10. Apart  from  this  if  the  rent  is  deposited  by  the  tenant as per Section 13(1) of the Act, then respondent  is entitled for protection against eviction under Section  12(3)  and 13(5)  of  the Act and in case of  default  for  three consecutive months another suit for eviction can  be  filed  against  respondent.   In  the  facts  and  circumstances of the case, this Court is of the view that  no  illegality  has  been  committed  by  the  learned  Executing Court in dismissing the execution petition in  full satisfaction.  Hence, petition filed by the petitioner  has no merits and the same is dismissed.”
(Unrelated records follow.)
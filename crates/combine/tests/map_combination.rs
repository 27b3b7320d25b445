use approx::assert_relative_eq;
use telesim_combine::{
    CombinationFunction, CombineError, FnCombination, Mean, Product, combine, power_combination,
    sign_of_correlation_and_combined_strength,
};
use telesim_field::SimilarityMap;

fn map(shape: (usize, usize), values: Vec<f64>) -> SimilarityMap {
    SimilarityMap::from_shape_vec(shape, values).unwrap()
}

#[test]
fn cellwise_product() {
    let a = map((2, 2), vec![1.0, 2.0, 3.0, 4.0]);
    let b = map((2, 2), vec![0.5, 0.5, -1.0, 0.0]);
    let out = combine(&a, &b, &Product).unwrap();
    assert_eq!(out.iter().collect::<Vec<_>>(), vec![0.5, 1.0, -3.0, 0.0]);
}

#[test]
fn dyn_combination() {
    let f: Box<dyn CombinationFunction> = Box::new(Mean);
    let a = SimilarityMap::filled((3, 1), 0.2);
    let b = SimilarityMap::filled((3, 1), 0.6);
    let out = combine(&a, &b, f.as_ref()).unwrap();
    assert!(out.iter().all(|v| (v - 0.4).abs() < 1e-12));
}

#[test]
fn power_combination_uses_strength() {
    let pearson = map((1, 3), vec![-0.9, 0.0, 0.5]);
    let scaled = map((1, 3), vec![0.8, 0.8, 0.2]);
    let out = power_combination(&pearson, &scaled, Product).unwrap();
    let values: Vec<f64> = out.iter().collect();
    assert_relative_eq!(values[0], 0.72, epsilon = 1e-12);
    assert_eq!(values[1], 0.0);
    assert_relative_eq!(values[2], 0.1, epsilon = 1e-12);
}

#[test]
fn signed_strength_keeps_sign_and_propagates_nan() {
    let pearson = map((1, 4), vec![-0.9, 0.0, 0.5, f64::NAN]);
    let scaled = map((1, 4), vec![0.8, 0.8, -0.2, 0.3]);
    let out = sign_of_correlation_and_combined_strength(&pearson, &scaled, Product).unwrap();
    let values: Vec<f64> = out.iter().collect();
    assert_relative_eq!(values[0], -0.72, epsilon = 1e-12);
    assert_eq!(values[1], 0.0);
    assert_relative_eq!(values[2], 0.1, epsilon = 1e-12);
    assert!(values[3].is_nan());
}

#[test]
fn mismatched_shapes_rejected() {
    let a = SimilarityMap::filled((2, 3), 0.1);
    let b = SimilarityMap::filled((3, 2), 0.1);
    let expected = CombineError::ShapeMismatch {
        expected: (2, 3),
        got: (3, 2),
    };
    assert_eq!(combine(&a, &b, &Product).unwrap_err(), expected);
    assert_eq!(power_combination(&a, &b, Product).unwrap_err(), expected);
    assert_eq!(
        sign_of_correlation_and_combined_strength(&a, &b, FnCombination::new("sum", |x, y| x + y))
            .unwrap_err(),
        expected
    );
}
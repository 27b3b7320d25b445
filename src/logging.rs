use tracing_subscriber::EnvFilter;

/// All workspace crate targets that should receive log output.
const CRATE_TARGETS: &[&str] = &[
    "telesim",
    "telesim_agreement",
    "telesim_analysis",
    "telesim_combine",
    "telesim_field",
    "telesim_scaling",
    "telesim_select",
    "telesim_similarity",
    "telesim_stats",
];

/// Filter directive enabling `verbosity` on every workspace target.
///
/// Mapping:
/// - 0 -> warn
/// - 1 -> info
/// - 2 -> debug
/// - 3+ -> trace
pub fn default_filter(verbosity: u8) -> String {
    let level = match verbosity {
        0 => "warn",
        1 => "info",
        2 => "debug",
        _ => "trace",
    };

    CRATE_TARGETS
        .iter()
        .map(|t| format!("{t}={level}"))
        .collect::<Vec<_>>()
        .join(",")
}

fn filter(verbosity: u8) -> EnvFilter {
    EnvFilter::try_from_default_env().unwrap_or_else(|_| EnvFilter::new(default_filter(verbosity)))
}

/// Install a global fmt subscriber for the given verbosity.
///
/// `RUST_LOG` overrides the verbosity if set.
///
/// # Panics
///
/// Panics if a global subscriber is already installed; see [`try_init`].
pub fn init(verbosity: u8) {
    tracing_subscriber::fmt().with_env_filter(filter(verbosity)).init();
}

/// Like [`init`], but returns an error instead of panicking when a global
/// subscriber is already installed.
pub fn try_init(verbosity: u8) -> Result<(), Box<dyn std::error::Error + Send + Sync>> {
    tracing_subscriber::fmt()
        .with_env_filter(filter(verbosity))
        .try_init()
}

#[cfg(test)]
mod tests {
    use super::*;

    #[test]
    fn verbosity_levels() {
        assert!(default_filter(0).starts_with("telesim=warn,"));
        assert!(default_filter(1).contains("telesim_similarity=info"));
        assert!(default_filter(2).contains("telesim_analysis=debug"));
        assert!(default_filter(9).ends_with("telesim_stats=trace"));
        assert_eq!(default_filter(0).split(',').count(), CRATE_TARGETS.len());
    }

    #[test]
    fn second_install_is_an_error() {
        let _ = try_init(0);
        assert!(try_init(0).is_err());
    }
}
10. It is argued by the learned counsel for the appellant  

that  the  executing  court  erred in  coming  to  the  

conclusion that the compromise decree is inconsistent with  

the  section 13  of  the  Act  and  the  High Court  simply  

failed to record its finding on the correctness of the order  

of the executing court but went astray.

11. On  the  other  hand,  the  learned  counsel  for  the  

respondent  submitted  that  the  executing  court’s  

conclusion  that  the  compromise  decree  insofar  as  it  

provided for  the  eviction of  the  respondent  is  void  and  

calls for no interference in view of section 13 of the Act  

even though the  High  Court  failed  to  examine  the  said  

question.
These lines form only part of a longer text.